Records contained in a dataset
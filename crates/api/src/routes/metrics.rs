//! Prometheus scrape endpoint.

use axum::extract::State;
use axum::http::header::CONTENT_TYPE;
use axum::response::IntoResponse;
use metrics_exporter_prometheus::PrometheusHandle;

const PROMETHEUS_CONTENT_TYPE: &str = "text/plain; version=0.0.4; charset=utf-8";

/// GET /metrics: order, reservation, refund and reward counters.
pub async fn get(State(handle): State<PrometheusHandle>) -> impl IntoResponse {
    ([(CONTENT_TYPE, PROMETHEUS_CONTENT_TYPE)], handle.render())
}
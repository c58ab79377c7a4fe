use serde::Serialize;
use std::io;
use std::path::PathBuf;
use std::sync::Arc;
use thiserror::Error;

#[derive(Debug, Clone, Error)]
pub enum ImportError {
    #[error("root directory must not be empty")]
    EmptyRoot,
    #[error("failed to open root directory {root:?}: {source}")]
    CannotOpenRoot {
        root: PathBuf,
        #[source]
        source: Arc<io::Error>,
    },
    #[error("failed to get absolute path of {path:?}: {source}")]
    CannotResolveAbsolutePath {
        path: PathBuf,
        #[source]
        source: Arc<io::Error>,
    },
    #[error("library path {path:?} (interpreted as {resolved:?}) is outside root directory {root:?}")]
    LibraryPathOutsideRoot {
        path: String,
        resolved: PathBuf,
        root: PathBuf,
    },
    #[error("{argument} contains an invalid null byte: {value:?}")]
    InvalidNullByte { argument: &'static str, value: String },
    #[error("forbidden absolute import path {path:?} (resolved to {resolved:?}) is outside root directory {root:?}")]
    ForbiddenAbsolutePath {
        path: String,
        resolved: PathBuf,
        root: PathBuf,
    },
    #[error("forbidden relative import path traversal {path:?} from {from:?} (resolved to {resolved:?}) is outside root directory {root:?}")]
    ForbiddenRelativePathTraversal {
        path: String,
        from: String,
        resolved: PathBuf,
        root: PathBuf,
    },
    #[error("file {path:?} not found in any library path (imported from {from:?})")]
    FileNotFound { path: String, from: String },
    #[error("failed to open file {path:?}: {source}")]
    OpenFailure {
        path: PathBuf,
        #[source]
        source: Arc<io::Error>,
    },
    #[error("failed to read file {path:?}: {source}")]
    ReadFailure {
        path: PathBuf,
        #[source]
        source: Arc<io::Error>,
    },
    #[error("internal cache error: unexpected entry for key {key:?}")]
    CacheInternalType { key: PathBuf },
    #[error("failed to close root directory {root:?}: {source}")]
    CloseFailure {
        root: PathBuf,
        #[source]
        source: Arc<io::Error>,
    },
    #[error("importer for root {root:?} is closed")]
    Closed { root: PathBuf },
}

#[derive(Debug, Serialize)]
pub struct ErrorBody<'a> {
    pub code: &'a str,
    pub message: String,
}

impl ImportError {
    pub fn code(&self) -> &'static str {
        match self {
            ImportError::EmptyRoot => "EmptyRoot",
            ImportError::CannotOpenRoot { .. } => "CannotOpenRoot",
            ImportError::CannotResolveAbsolutePath { .. } => "CannotResolveAbsolutePath",
            ImportError::LibraryPathOutsideRoot { .. } => "LibraryPathOutsideRoot",
            ImportError::InvalidNullByte { .. } => "InvalidNullByte",
            ImportError::ForbiddenAbsolutePath { .. } => "ForbiddenAbsolutePath",
            ImportError::ForbiddenRelativePathTraversal { .. } => "ForbiddenRelativePathTraversal",
            ImportError::FileNotFound { .. } => "FileNotFound",
            ImportError::OpenFailure { .. } => "OpenFailure",
            ImportError::ReadFailure { .. } => "ReadFailure",
            ImportError::CacheInternalType { .. } => "CacheInternalType",
            ImportError::CloseFailure { .. } => "CloseFailure",
            ImportError::Closed { .. } => "Closed",
        }
    }

    /// Security rejections, as opposed to plain absence or I/O trouble.
    pub fn is_forbidden(&self) -> bool {
        matches!(
            self,
            ImportError::ForbiddenAbsolutePath { .. } | ImportError::ForbiddenRelativePathTraversal { .. }
        )
    }

    pub fn is_construction(&self) -> bool {
        matches!(
            self,
            ImportError::EmptyRoot
                | ImportError::CannotOpenRoot { .. }
                | ImportError::CannotResolveAbsolutePath { .. }
                | ImportError::LibraryPathOutsideRoot { .. }
        )
    }

    pub fn body(&self) -> ErrorBody<'static> {
        ErrorBody { code: self.code(), message: self.to_string() }
    }
}

pub type ImportResult<T> = Result<T, ImportError>;

pub(crate) fn null_byte_check(argument: &'static str, value: &str) -> ImportResult<()> {
    if value.contains('\0') {
        return Err(ImportError::InvalidNullByte { argument, value: value.to_string() });
    }
    Ok(())
}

WORK ORDER
Repeat every entry exactly, please.

WRITTEN ANSWER
filename crates/api/src/routes/metrics.rs
//! Prometheus scrape endpoint.

use axum::extract::State;
use axum::http::header::CONTENT_TYPE;
use axum::response::IntoResponse;
use metrics_exporter_prometheus::PrometheusHandle;

const PROMETHEUS_CONTENT_TYPE: &str = "text/plain; version=0.0.4; charset=utf-8";

/// GET /metrics: order, reservation, refund and reward counters.
pub async fn get(State(handle): State<PrometheusHandle>) -> impl IntoResponse {
    ([(CONTENT_TYPE, PROMETHEUS_CONTENT_TYPE)], handle.render())
}
repository c58ab79377c7a4fe
use serde::Serialize;
use std::io;
use std::path::PathBuf;
use std::sync::Arc;
use thiserror::Error;

#[derive(Debug, Clone, Error)]
pub enum ImportError {
    #[error("root directory must not be empty")]
    EmptyRoot,
    #[error("failed to open root directory {root:?}: {source}")]
    CannotOpenRoot {
        root: PathBuf,
        #[source]
        source: Arc<io::Error>,
    },
    #[error("failed to get absolute path of {path:?}: {source}")]
    CannotResolveAbsolutePath {
        path: PathBuf,
        #[source]
        source: Arc<io::Error>,
    },
    #[error("library path {path:?} (interpreted as {resolved:?}) is outside root directory {root:?}")]
    LibraryPathOutsideRoot {
        path: String,
        resolved: PathBuf,
        root: PathBuf,
    },
    #[error("{argument} contains an invalid null byte: {value:?}")]
    InvalidNullByte { argument: &'static str, value: String },
    #[error("forbidden absolute import path {path:?} (resolved to {resolved:?}) is outside root directory {root:?}")]
    ForbiddenAbsolutePath {
        path: String,
        resolved: PathBuf,
        root: PathBuf,
    },
    #[error("forbidden relative import path traversal {path:?} from {from:?} (resolved to {resolved:?}) is outside root directory {root:?}")]
    ForbiddenRelativePathTraversal {
        path: String,
        from: String,
        resolved: PathBuf,
        root: PathBuf,
    },
    #[error("file {path:?} not found in any library path (imported from {from:?})")]
    FileNotFound { path: String, from: String },
    #[error("failed to open file {path:?}: {source}")]
    OpenFailure {
        path: PathBuf,
        #[source]
        source: Arc<io::Error>,
    },
    #[error("failed to read file {path:?}: {source}")]
    ReadFailure {
        path: PathBuf,
        #[source]
        source: Arc<io::Error>,
    },
    #[error("internal cache error: unexpected entry for key {key:?}")]
    CacheInternalType { key: PathBuf },
    #[error("failed to close root directory {root:?}: {source}")]
    CloseFailure {
        root: PathBuf,
        #[source]
        source: Arc<io::Error>,
    },
    #[error("importer for root {root:?} is closed")]
    Closed { root: PathBuf },
}

#[derive(Debug, Serialize)]
pub struct ErrorBody<'a> {
    pub code: &'a str,
    pub message: String,
}

impl ImportError {
    pub fn code(&self) -> &'static str {
        match self {
            ImportError::EmptyRoot => "EmptyRoot",
            ImportError::CannotOpenRoot { .. } => "CannotOpenRoot",
            ImportError::CannotResolveAbsolutePath { .. } => "CannotResolveAbsolutePath",
            ImportError::LibraryPathOutsideRoot { .. } => "LibraryPathOutsideRoot",
            ImportError::InvalidNullByte { .. } => "InvalidNullByte",
            ImportError::ForbiddenAbsolutePath { .. } => "ForbiddenAbsolutePath",
            ImportError::ForbiddenRelativePathTraversal { .. } => "ForbiddenRelativePathTraversal",
            ImportError::FileNotFound { .. } => "FileNotFound",
            ImportError::OpenFailure { .. } => "OpenFailure",
            ImportError::ReadFailure { .. } => "ReadFailure",
            ImportError::CacheInternalType { .. } => "CacheInternalType",
            ImportError::CloseFailure { .. } => "CloseFailure",
            ImportError::Closed { .. } => "Closed",
        }
    }

    /// Security rejections, as opposed to plain absence or I/O trouble.
    pub fn is_forbidden(&self) -> bool {
        matches!(
            self,
            ImportError::ForbiddenAbsolutePath { .. } | ImportError::ForbiddenRelativePathTraversal { .. }
        )
    }

    pub fn is_construction(&self) -> bool {
        matches!(
            self,
            ImportError::EmptyRoot
                | ImportError::CannotOpenRoot { .. }
                | ImportError::CannotResolveAbsolutePath { .. }
                | ImportError::LibraryPathOutsideRoot { .. }
        )
    }

    pub fn body(&self) -> ErrorBody<'static> {
        ErrorBody { code: self.code(), message: self.to_string() }
    }
}

pub type ImportResult<T> = Result<T, ImportError>;

pub(crate) fn null_byte_check(argument: &'static str, value: &str) -> ImportResult<()> {
    if value.contains('\0') {
        return Err(ImportError::InvalidNullByte { argument, value: value.to_string() });
    }
    Ok(())
}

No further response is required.